Scanline's Mohsen Mousavi on how V-Ray for 3ds Max helped him adopt dragons, melt metal and build-then-destroy a city for Game of Thrones' explosive finale.
It's over. After 73 episodes of countless plot twists, betrayals, revelations and shocking acts of violence, HBO's adaptation of George RR Martin's epic fantasy novels finally came to a dramatic close earlier this year with series 8. In its eight years on-air, Game of Thrones went from a cult series to a blockbuster franchise, with fans spending millions on merchandise — and even traveling to Ireland and Croatia to visit some of the now-legendary locations.
One of the secrets of its phenomenal success is the way it grounded high fantasy in a relatable reality. Key to this is the show's visual effects, which have been used judiciously alongside practical elements to extend environments and convince the audience that dragons and giants are real.
To create the effects, the show's producers used a roster of visual effects companies, some of whom — Iloura, Elastic, Pixomondo — make use of V-Ray to render stunning visuals. New to Game of Thrones for the final three episodes of series 8 was Scanline VFX, the V-Ray for 3ds Max-based visual effects house best known for unleashing destruction on the big screen via The Meg, San Andreas and Independence Day: Resurgence to name a few.
Six months ago today, the final episode aired. We look back on the explosive final season with VFX Supervisor, Mohsen Mousavi, to learn about how Scanline VFX tackled the effects — and affects — of Game of Thrones.
Game of Thrones has been off-the-air for a little while — long enough, hopefully, to ensure that everyone's caught up with the cataclysmic events of the final series. But if you're in the small minority of Thronees-to-be, and you're yet to tackle series 8, be warned that this article contains gargantuan spoilers. In fact, spoilers were even an issue for Mohsen and his Game of Thrones-obsessed crew.
"When we started doing the season eight, we had two groups of people in the company," explains Mohsen. "One group of artists came to me and the management, and they really, really wanted to make sure that they were involved — whatever it took. Then we had a second group that approached us and said they really, really wanted to make sure that they were not involved because they were such great fans and didn't want to have any spoilers."
Melting the Iron Throne
For seven seasons, the residents of Westeros fought a vicious battle over the Iron Throne, but in the final episode, the all-important spiky seat was effortlessly reduced to molten metal by Drogon. To create a believable simulation for this iconic moment, Scanline VFX custom-rolled its own Flowline fluid effects software with Houdini's latest solvers.
Joe Bauer, HBO's Visual Effects Supervisor, approaches all visual effects as if they were shot in-camera — and the throne melt was no exception. The Scanline team decided to do one long simulation that could be filmed from all angles, with shapes tailored to particular compositions on a per-shot basis.

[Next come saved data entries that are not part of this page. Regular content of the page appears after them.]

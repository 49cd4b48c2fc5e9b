//! Minimal RFC 5545 content-line writer.

use chrono::{DateTime, Utc};

/// Maximum octets per physical content line, excluding the CRLF.
const MAX_LINE_OCTETS: usize = 75;

/// Escapes a TEXT property value.
///
/// Backslashes, semicolons and commas are backslash-escaped; line breaks
/// become a literal `\n`.
pub fn escape_text(value: &str) -> String {
    let mut out = String::with_capacity(value.len());
    for ch in value.chars() {
        match ch {
            '\\' => out.push_str("\\\\"),
            ';' => out.push_str("\\;"),
            ',' => out.push_str("\\,"),
            '\n' => out.push_str("\\n"),
            '\r' => {}
            _ => out.push(ch),
        }
    }
    out
}

/// Formats a timestamp as an iCalendar UTC DATE-TIME (`20251112T182000Z`).
pub fn format_utc(dt: DateTime<Utc>) -> String {
    dt.format("%Y%m%dT%H%M%SZ").to_string()
}

/// Accumulates content lines, folding them at 75 octets.
#[derive(Debug, Default)]
pub struct IcsWriter {
    buf: String,
}

impl IcsWriter {
    pub fn new() -> Self {
        Self::default()
    }

    /// Writes a property whose value is already in wire form.
    pub fn raw(&mut self, name: &str, value: &str) -> &mut Self {
        let line = format!("{name}:{value}");
        self.push_folded(&line);
        self
    }

    /// Writes a TEXT property, escaping the value.
    pub fn text(&mut self, name: &str, value: &str) -> &mut Self {
        self.raw(name, &escape_text(value))
    }

    /// Writes a UTC DATE-TIME property.
    pub fn timestamp(&mut self, name: &str, value: DateTime<Utc>) -> &mut Self {
        self.raw(name, &format_utc(value))
    }

    pub fn begin(&mut self, component: &str) -> &mut Self {
        self.raw("BEGIN", component)
    }

    pub fn end(&mut self, component: &str) -> &mut Self {
        self.raw("END", component)
    }

    pub fn finish(self) -> String {
        self.buf
    }

    // Folds on char boundaries; a continuation line's leading space counts
    // toward its 75 octets.
    fn push_folded(&mut self, line: &str) {
        let mut used = 0;
        for ch in line.chars() {
            let len = ch.len_utf8();
            if used + len > MAX_LINE_OCTETS {
                self.buf.push_str("\r\n ");
                used = 1;
            }
            self.buf.push(ch);
            used += len;
        }
        self.buf.push_str("\r\n");
    }
}

#[cfg(test)]
mod tests {
    use super::*;
    use chrono::TimeZone;

    #[test]
    fn test_escape_text() {
        assert_eq!(escape_text("a, b; c"), "a\\, b\\; c");
        assert_eq!(escape_text("back\\slash"), "back\\\\slash");
        assert_eq!(escape_text("line\r\nbreak"), "line\\nbreak");
        assert_eq!(escape_text("Chiefs @ Bills"), "Chiefs @ Bills");
    }

    #[test]
    fn test_format_utc() {
        let dt = Utc.with_ymd_and_hms(2025, 1, 5, 9, 3, 7).unwrap();
        assert_eq!(format_utc(dt), "20250105T090307Z");
    }

    #[test]
    fn test_short_line_is_not_folded() {
        let mut writer = IcsWriter::new();
        writer.raw("VERSION", "2.0");
        assert_eq!(writer.finish(), "VERSION:2.0\r\n");
    }

    #[test]
    fn test_long_line_is_folded_within_limit() {
        let value = "x".repeat(200);
        let mut writer = IcsWriter::new();
        writer.text("DESCRIPTION", &value);
        let out = writer.finish();

        for physical in out.trim_end_matches("\r\n").split("\r\n") {
            assert!(physical.len() <= MAX_LINE_OCTETS, "line too long: {}", physical.len());
        }
        let unfolded = out.replace("\r\n ", "");
        assert_eq!(unfolded, format!("DESCRIPTION:{value}\r\n"));
    }

    #[test]
    fn test_fold_never_splits_multibyte_chars() {
        let value = "é".repeat(100);
        let mut writer = IcsWriter::new();
        writer.text("LOCATION", &value);
        let out = writer.finish();

        for physical in out.trim_end_matches("\r\n").split("\r\n") {
            assert!(physical.len() <= MAX_LINE_OCTETS);
        }
        assert_eq!(out.replace("\r\n ", ""), format!("LOCATION:{value}\r\n"));
    }
}
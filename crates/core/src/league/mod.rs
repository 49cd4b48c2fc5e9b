mod error;
mod types;

pub use error::LeagueError;
pub use types::League;
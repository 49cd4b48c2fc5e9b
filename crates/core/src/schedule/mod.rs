mod error;
mod responses;
mod time;
mod types;

pub use error::ScheduleError;
pub use responses::{TeamScheduleResponse, TeamsResponse};
pub use time::parse_event_start;
pub use types::{Competition, Competitor, EventStatus, ScheduleRecord, StatusType, TeamRef, Venue};
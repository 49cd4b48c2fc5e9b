use chrono::{DateTime, Utc};
use serde::{Deserialize, Serialize};

use super::{parse_event_start, ScheduleError};

/// A single scheduled game as published by the upstream schedule API.
///
/// Every field is optional so that one malformed event never fails a whole
/// team schedule; the feed builder skips events it cannot render.
#[derive(Debug, Clone, Default, PartialEq, Eq, Serialize, Deserialize)]
pub struct ScheduleRecord {
    #[serde(default)]
    pub id: Option<String>,
    /// Kickoff/tip-off time as an ISO 8601 string (seconds are optional).
    #[serde(default)]
    pub date: Option<String>,
    #[serde(default)]
    pub competitions: Vec<Competition>,
    #[serde(default)]
    pub status: Option<EventStatus>,
}

#[derive(Debug, Clone, Default, PartialEq, Eq, Serialize, Deserialize)]
pub struct Competition {
    #[serde(default)]
    pub competitors: Vec<Competitor>,
    #[serde(default)]
    pub venue: Option<Venue>,
}

#[derive(Debug, Clone, Default, PartialEq, Eq, Serialize, Deserialize)]
pub struct Competitor {
    /// Either `"home"` or `"away"`.
    #[serde(default, rename = "homeAway")]
    pub home_away: Option<String>,
    #[serde(default)]
    pub team: Option<TeamRef>,
}

#[derive(Debug, Clone, Default, PartialEq, Eq, Serialize, Deserialize)]
pub struct TeamRef {
    #[serde(default, rename = "displayName")]
    pub display_name: Option<String>,
}

#[derive(Debug, Clone, Default, PartialEq, Eq, Serialize, Deserialize)]
pub struct Venue {
    #[serde(default, rename = "fullName")]
    pub full_name: Option<String>,
}

#[derive(Debug, Clone, Default, PartialEq, Eq, Serialize, Deserialize)]
pub struct EventStatus {
    #[serde(default, rename = "type")]
    pub kind: Option<StatusType>,
}

#[derive(Debug, Clone, Default, PartialEq, Eq, Serialize, Deserialize)]
pub struct StatusType {
    #[serde(default)]
    pub description: Option<String>,
}

impl ScheduleRecord {
    /// Parses the event start time into UTC.
    pub fn start_time(&self) -> Result<DateTime<Utc>, ScheduleError> {
        let raw = self.date.as_deref().ok_or(ScheduleError::MissingDate)?;
        parse_event_start(raw)
    }

    fn primary_competition(&self) -> Option<&Competition> {
        self.competitions.first()
    }

    fn team_name(&self, side: &str) -> Option<&str> {
        self.primary_competition()?
            .competitors
            .iter()
            .find(|c| c.home_away.as_deref() == Some(side))?
            .team
            .as_ref()?
            .display_name
            .as_deref()
    }

    /// Display name of the home team.
    pub fn home_team(&self) -> Option<&str> {
        self.team_name("home")
    }

    /// Display name of the away team.
    pub fn away_team(&self) -> Option<&str> {
        self.team_name("away")
    }

    /// Full name of the venue, if published.
    pub fn venue(&self) -> Option<&str> {
        self.primary_competition()?
            .venue
            .as_ref()?
            .full_name
            .as_deref()
            .filter(|name| !name.is_empty())
    }

    /// Human-readable status (e.g. "Scheduled", "Final").
    pub fn status_description(&self) -> Option<&str> {
        self.status
            .as_ref()?
            .kind
            .as_ref()?
            .description
            .as_deref()
            .filter(|desc| !desc.is_empty())
    }
}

"We drew little drawings of curves, showed them to the HBO team, and asked: ‘Is that the right shape? Is that the target of the throne melt at the end of this shot?’” explains Mohsen. "They would sign off and we would go back and check those curves, and convert them into curves in our pipeline, and use that to drive where all of the tentacles of this melting throne would go by the end of the shot."
Surprisingly, molten metal isn't a common visual effect, so Mohsen turned to real-world reference of melting lava and stones. High resolution turned out to be the key to a good-looking melt, so the team developed shading in V-Ray with a high-resolution simulation as a base — and extreme amounts of procedurally generated detail on top, which could be changed quickly.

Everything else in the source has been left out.